Sehnsucht des Fleisches – Patrice Chéreaus Film „Intimacy“

Von Bernd Berke

Immer mittwochs um zwei Uhr nachmittags besucht Claire den Barmixer Jay in dessen schäbiger Behausung. Hastig ziehen sie sich aus. Eine Zeitlang treiben sie’s wild miteinander. Bis zur Erschöpfung krallen sie sich ins Fleisch des Anderen. Ein existenzieller Vorgang. Doch danach geht sie wieder fort. Bis zur nächsten Woche.

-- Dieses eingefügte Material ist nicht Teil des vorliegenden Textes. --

//! Values that flags store into.
//!
//! Every registered flag owns one [`FlagValue`]. The built-in kinds cover
//! plain booleans and strings plus the accumulating kinds (buffers, repeated
//! strings, writers and file handles). Anything else can be plugged in with
//! [`FlagValue::Custom`] and an implementation of [`Value`].

use crate::error::ValueError;
use std::fmt;
use std::fs::File;
use std::io::{self, Read, Write};

/// Argument that selects stdin or stdout instead of a named file.
pub const STDIO_ARG: &str = "-";

pub type Result<T> = std::result::Result<T, ValueError>;

/// The capability a flag needs from its backing value.
pub trait Value {
    /// Store one raw occurrence of the flag's argument.
    fn set(&mut self, raw: &str) -> Result<()>;

    /// Render the current value for usage output.
    fn describe(&self) -> String;

    /// Boolean values are set by the bare flag and never consume the next token.
    fn is_bool(&self) -> bool {
        false
    }

    /// Placeholder shown after the flag name in usage output.
    fn hint(&self) -> &str {
        "value"
    }
}

/// A readable source opened from a flag argument.
pub enum Input {
    Stdin(io::Stdin),
    File(File),
}

impl Input {
    pub fn open(arg: &str) -> Result<Self> {
        if arg == STDIO_ARG {
            return Ok(Self::Stdin(io::stdin()));
        }
        File::open(arg)
            .map(Self::File)
            .map_err(|e| ValueError::io(arg, e))
    }
}

impl Read for Input {
    fn read(&mut self, buf: &mut [u8]) -> io::Result<usize> {
        match self {
            Self::Stdin(stdin) => stdin.read(buf),
            Self::File(file) => file.read(buf),
        }
    }
}

impl fmt::Debug for Input {
    fn fmt(&self, f: &mut fmt::Formatter) -> fmt::Result {
        match self {
            Self::Stdin(_) => write!(f, "Input::Stdin"),
            Self::File(file) => write!(f, "Input::File({:?})", file),
        }
    }
}

/// A writable sink created from a flag argument.
pub enum Output {
    Stdout(io::Stdout),
    File(File),
}

impl Output {
    pub fn create(arg: &str) -> Result<Self> {
        if arg == STDIO_ARG {
            return Ok(Self::Stdout(io::stdout()));
        }
        File::create(arg)
            .map(Self::File)
            .map_err(|e| ValueError::io(arg, e))
    }
}

impl Write for Output {
    fn write(&mut self, buf: &[u8]) -> io::Result<usize> {
        match self {
            Self::Stdout(stdout) => stdout.write(buf),
            Self::File(file) => file.write(buf),
        }
    }

    fn flush(&mut self) -> io::Result<()> {
        match self {
            Self::Stdout(stdout) => stdout.flush(),
            Self::File(file) => file.flush(),
        }
    }
}

impl fmt::Debug for Output {
    fn fmt(&self, f: &mut fmt::Formatter) -> fmt::Result {
        match self {
            Self::Stdout(_) => write!(f, "Output::Stdout"),
            Self::File(file) => write!(f, "Output::File({:?})", file),
        }
    }
}

/// The closed set of value kinds a flag can be backed by.
pub enum FlagValue {
    Bool(bool),
    Str(String),
    /// Each occurrence is appended followed by a newline.
    Buffer(Vec<u8>),
    /// Each occurrence is appended to the list.
    Strings(Vec<String>),
    /// Each occurrence is written as raw bytes. `None` once the writer was taken.
    Writer(Option<Box<dyn Write>>),
    /// An unset input file reads as empty.
    InputFile(Option<Input>),
    InputFiles(Vec<Input>),
    OutputFiles(Vec<Output>),
    Custom(Box<dyn Value>),
}

fn parse_bool(raw: &str) -> Result<bool> {
    match raw {
        "1" | "t" | "T" | "true" | "TRUE" | "True" => Ok(true),
        "0" | "f" | "F" | "false" | "FALSE" | "False" => Ok(false),
        _ => Err(ValueError::InvalidBool(raw.to_string())),
    }
}

impl FlagValue {
    pub fn writer<W: Write + 'static>(writer: W) -> Self {
        Self::Writer(Some(Box::new(writer)))
    }

    pub fn custom<V: Value + 'static>(value: V) -> Self {
        Self::Custom(Box::new(value))
    }

    /// The text shown as `(default ...)` in usage output, if the value differs
    /// from its kind's zero value.
    pub fn default_text(&self) -> Option<String> {
        match self {
            Self::Bool(true) => Some("true".to_string()),
            Self::Str(s) if !s.is_empty() => Some(format!("{:?}", s)),
            Self::Strings(v) if !v.is_empty() => Some(self.describe()),
            Self::Custom(value) => Some(value.describe()).filter(|s| !s.is_empty()),
            _ => None,
        }
    }
}

impl Value for FlagValue {
    fn set(&mut self, raw: &str) -> Result<()> {
        match self {
            Self::Bool(b) => *b = parse_bool(raw)?,
            Self::Str(s) => *s = raw.to_string(),
            Self::Buffer(buf) => {
                buf.extend_from_slice(raw.as_bytes());
                buf.push(b'\n');
            }
            Self::Strings(v) => v.push(raw.to_string()),
            Self::Writer(Some(w)) => w.write_all(raw.as_bytes()).map_err(ValueError::Write)?,
            Self::Writer(None) => return Err(ValueError::custom("writer has been taken")),
            Self::InputFile(input) => *input = Some(Input::open(raw)?),
            Self::InputFiles(inputs) => inputs.push(Input::open(raw)?),
            Self::OutputFiles(outputs) => outputs.push(Output::create(raw)?),
            Self::Custom(value) => value.set(raw)?,
        }
        Ok(())
    }

    fn describe(&self) -> String {
        match self {
            Self::Bool(b) => b.to_string(),
            Self::Str(s) => s.clone(),
            Self::Buffer(buf) => String::from_utf8_lossy(buf).into_owned(),
            Self::Strings(v) => format!("[{}]", v.join(" ")),
            Self::Writer(_) => "writer".to_string(),
            Self::InputFile(_) => "input file".to_string(),
            Self::InputFiles(_) => "input files".to_string(),
            Self::OutputFiles(_) => "output files".to_string(),
            Self::Custom(value) => value.describe(),
        }
    }

    fn is_bool(&self) -> bool {
        match self {
            Self::Bool(_) => true,
            Self::Custom(value) => value.is_bool(),
            _ => false,
        }
    }

    fn hint(&self) -> &str {
        match self {
            Self::Bool(_) => "",
            Self::Str(_) | Self::Buffer(_) | Self::Strings(_) | Self::Writer(_) => "string",
            Self::InputFile(_) | Self::InputFiles(_) | Self::OutputFiles(_) => "file",
            Self::Custom(value) => value.hint(),
        }
    }
}

impl fmt::Debug for FlagValue {
    fn fmt(&self, f: &mut fmt::Formatter) -> fmt::Result {
        match self {
            Self::Bool(b) => f.debug_tuple("Bool").field(b).finish(),
            Self::Str(s) => f.debug_tuple("Str").field(s).finish(),
            Self::Buffer(buf) => f.debug_tuple("Buffer").field(buf).finish(),
            Self::Strings(v) => f.debug_tuple("Strings").field(v).finish(),
            Self::Writer(w) => f.debug_tuple("Writer").field(&w.is_some()).finish(),
            Self::InputFile(input) => f.debug_tuple("InputFile").field(input).finish(),
            Self::InputFiles(inputs) => f.debug_tuple("InputFiles").field(inputs).finish(),
            Self::OutputFiles(outputs) => f.debug_tuple("OutputFiles").field(outputs).finish(),
            Self::Custom(value) => f.debug_tuple("Custom").field(&value.describe()).finish(),
        }
    }
}

#[cfg(test)]
mod tests {
    use super::*;
    use std::cell::RefCell;
    use std::io::Read;
    use std::rc::Rc;

    #[derive(Clone, Default)]
    struct Shared(Rc<RefCell<Vec<u8>>>);

    impl Write for Shared {
        fn write(&mut self, buf: &[u8]) -> io::Result<usize> {
            self.0.borrow_mut().write(buf)
        }
        fn flush(&mut self) -> io::Result<()> {
            Ok(())
        }
    }

    #[test]
    fn test_bool() -> Result<()> {
        let mut v = FlagValue::Bool(false);
        assert!(v.is_bool());
        v.set("true")?;
        assert_eq!(v.describe(), "true");
        v.set("F")?;
        assert_eq!(v.describe(), "false");
        assert!(matches!(v.set("yes"), Err(ValueError::InvalidBool(s)) if s == "yes"));
        Ok(())
    }

    #[test]
    fn test_buffer_appends_newline() -> Result<()> {
        let mut v = FlagValue::Buffer(Vec::new());
        v.set("")?;
        assert_eq!(v.describe(), "\n");
        v.set("foo")?;
        v.set("baz")?;
        assert_eq!(v.describe(), "\nfoo\nbaz\n");
        Ok(())
    }

    #[test]
    fn test_strings() -> Result<()> {
        let mut v = FlagValue::Strings(Vec::new());
        assert_eq!(v.describe(), "[]");
        assert_eq!(v.default_text(), None);
        v.set("foo")?;
        v.set("baz")?;
        assert_eq!(v.describe(), "[foo baz]");
        Ok(())
    }

    #[test]
    fn test_writer_has_no_newline() -> Result<()> {
        let sink = Shared::default();
        let mut v = FlagValue::writer(sink.clone());
        v.set("ab")?;
        v.set("cd")?;
        assert_eq!(&*sink.0.borrow(), b"abcd");
        assert_eq!(v.describe(), "writer");
        Ok(())
    }

    #[test]
    fn test_taken_writer_rejects() {
        let mut v = FlagValue::Writer(None);
        assert!(matches!(v.set("x"), Err(ValueError::Custom(_))));
    }

    #[test]
    fn test_input_file() -> Result<()> {
        let dir = tempfile::tempdir().unwrap();
        let path = dir.path().join("in.txt");
        std::fs::write(&path, "hello").unwrap();
        let mut v = FlagValue::InputFile(None);
        v.set(path.to_str().unwrap())?;
        match v {
            FlagValue::InputFile(Some(mut input)) => {
                let mut s = String::new();
                input.read_to_string(&mut s).unwrap();
                assert_eq!(s, "hello");
            }
            other => panic!("unexpected {:?}", other),
        }
        Ok(())
    }

    #[test]
    fn test_input_files_missing() {
        let dir = tempfile::tempdir().unwrap();
        let path = dir.path().join("nope");
        let mut v = FlagValue::InputFiles(Vec::new());
        match v.set(path.to_str().unwrap()) {
            Err(ValueError::Io { path: p, .. }) => assert!(p.ends_with("nope")),
            other => panic!("unexpected {:?}", other),
        }
        assert!(matches!(v, FlagValue::InputFiles(ref inputs) if inputs.is_empty()));
    }

    #[test]
    fn test_stdio_dash() -> Result<()> {
        let mut inputs = FlagValue::InputFiles(Vec::new());
        inputs.set(STDIO_ARG)?;
        assert!(matches!(inputs, FlagValue::InputFiles(ref v) if matches!(v[0], Input::Stdin(_))));
        let mut outputs = FlagValue::OutputFiles(Vec::new());
        outputs.set(STDIO_ARG)?;
        assert!(matches!(
            outputs,
            FlagValue::OutputFiles(ref v) if matches!(v[0], Output::Stdout(_))
        ));
        Ok(())
    }

    #[test]
    fn test_output_files_create() -> Result<()> {
        let dir = tempfile::tempdir().unwrap();
        let path = dir.path().join("out.txt");
        let mut v = FlagValue::OutputFiles(Vec::new());
        v.set(path.to_str().unwrap())?;
        if let FlagValue::OutputFiles(outputs) = &mut v {
            outputs[0].write_all(b"data").unwrap();
            outputs[0].flush().unwrap();
        }
        drop(v);
        assert_eq!(std::fs::read_to_string(&path).unwrap(), "data");
        Ok(())
    }
}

Dieser Sex wird durch aufregende Anonymität befeuert. Doch in Patrice Chéreaus „Intimacy“ ist Fleischlichkeit nicht das Ziel allen Begehrens, sondern nur der Beginn. Der mit dem goldenen Berlinale-Bären gekrönte Film spürt dem Ungenügen an der bloßen geschlechtlichen Gier nach und sucht geradezu verzweifelt Wege, die von der schieren Lust zur Liebe führen könnten. Noch im wüstesten Getümmel der Körper nistet die kaum stillbare Sehnsucht, jemandem wahrhaftig anzugehören.

Sex lieber als Rausch denn als Fitness-Übung

Jay (Mark Rylance), aus eigenem Antrieb von Frau und Kindern getrennter Kettenraucher mit stets müden Augen und Bartschatten, ist der Welt überdrüssig. Sein einziger Fixpunkt sind jene Sextreffs mit Claire (Kerry Fox). Ihre Geschlechtsakte vollführen sie heftig, ernst und schweigsam. Wie innig ihr Tun ist, merkt Jay erst so recht, als er es mal mit einer Anderen probiert. Die erweist sich als Lifestyle-Schwätzerin, die den Sex für ihre Fitness einplant. Dann doch lieber den Rausch…

Zugleich wächst Jays Drang, mehr von Claire zu wissen. Eines Tages geht er ihr heimlich nach und findet heraus, dass sie abends in einem Kellerlokal Theater spielt – ausgerechnet das körperlich wie seelisch so zerbrechliche Mädchen Laura in Tennessee Williams‘ Stück „Die Glasmenagerie“. Jay kommt – für Claire von der Bühne aus nicht sichtbar – nun fast zu jeder Vorstellung. Er fragt ihren ahnungslosen Mann, einen Taxifahrer, nach ihr aus, scheint sich gar mit ihm anzufreunden. Eine Heimtücke, die später für bewegende Szenen sorgen wird, wenn dieser so gründlich betrogene Tropf die Wahrheit erfährt. Ein Untröstlicher mehr auf Erden.

Diese unruhigen Menschen im Transit-Zustand

Am Ende hat freilich niemand unmittelbar „gewonnen“. Sie alle haben eine lastende Erfahrung mehr, doch vielleicht auch die Aussicht auf ein ehrlicheres Leben. Etwaige Verbindungen sind noch mehr als zuvor gelöst; doch gelöst im Sinne größeren Freimuts tritt man diesem Befund nun auch entgegen.

Der in manchen Passagen mitreißende, gelegentlich etwas arg aufs Chaos versessene Film (er suhlt sich in Desaster, Suff und Drogen) zeigt allemal Menschen, die aus festen Zusammenhängen heraus geschleudert sind: Figuren im Transit-Zustand. Schon ihre Berufe (Barmixer, Taxifahrer, Schauspielerin) stehen für nächtliche Unbehaustheit.

Bisweilen führen ihre unebenen Wege ins seelische Niemandsland. Claires Theater-Freundin Betty (lächelnde Weisheit in Person: Marianne Faithfull) sagt, sie habe vor vielen Jahren den Tag durchlitten, an dem sie gleichsam selbst gestorben sei, weil eine große Liebe endete. Seither mache sie eben weiter mit dem Leben. Schmerzvoll zwar, doch auch gefasst.

Etliche Reißschwenks der Kamera vermitteln ansonsten innere Unruhe, ein rasendes Stolpern durchs schattenhafte Dasein. Gegen den Mahlstrom wehren sich die Menschen mit Ritualen, Eine Frau in Jays Bar bestellt seit Jahren immer den gleichen Drink, möchte jedoch stets gefragt werden, was sie denn diesmal wünsche. Weil sie wenigstens die Illusion von Selbstbestimmung haben will.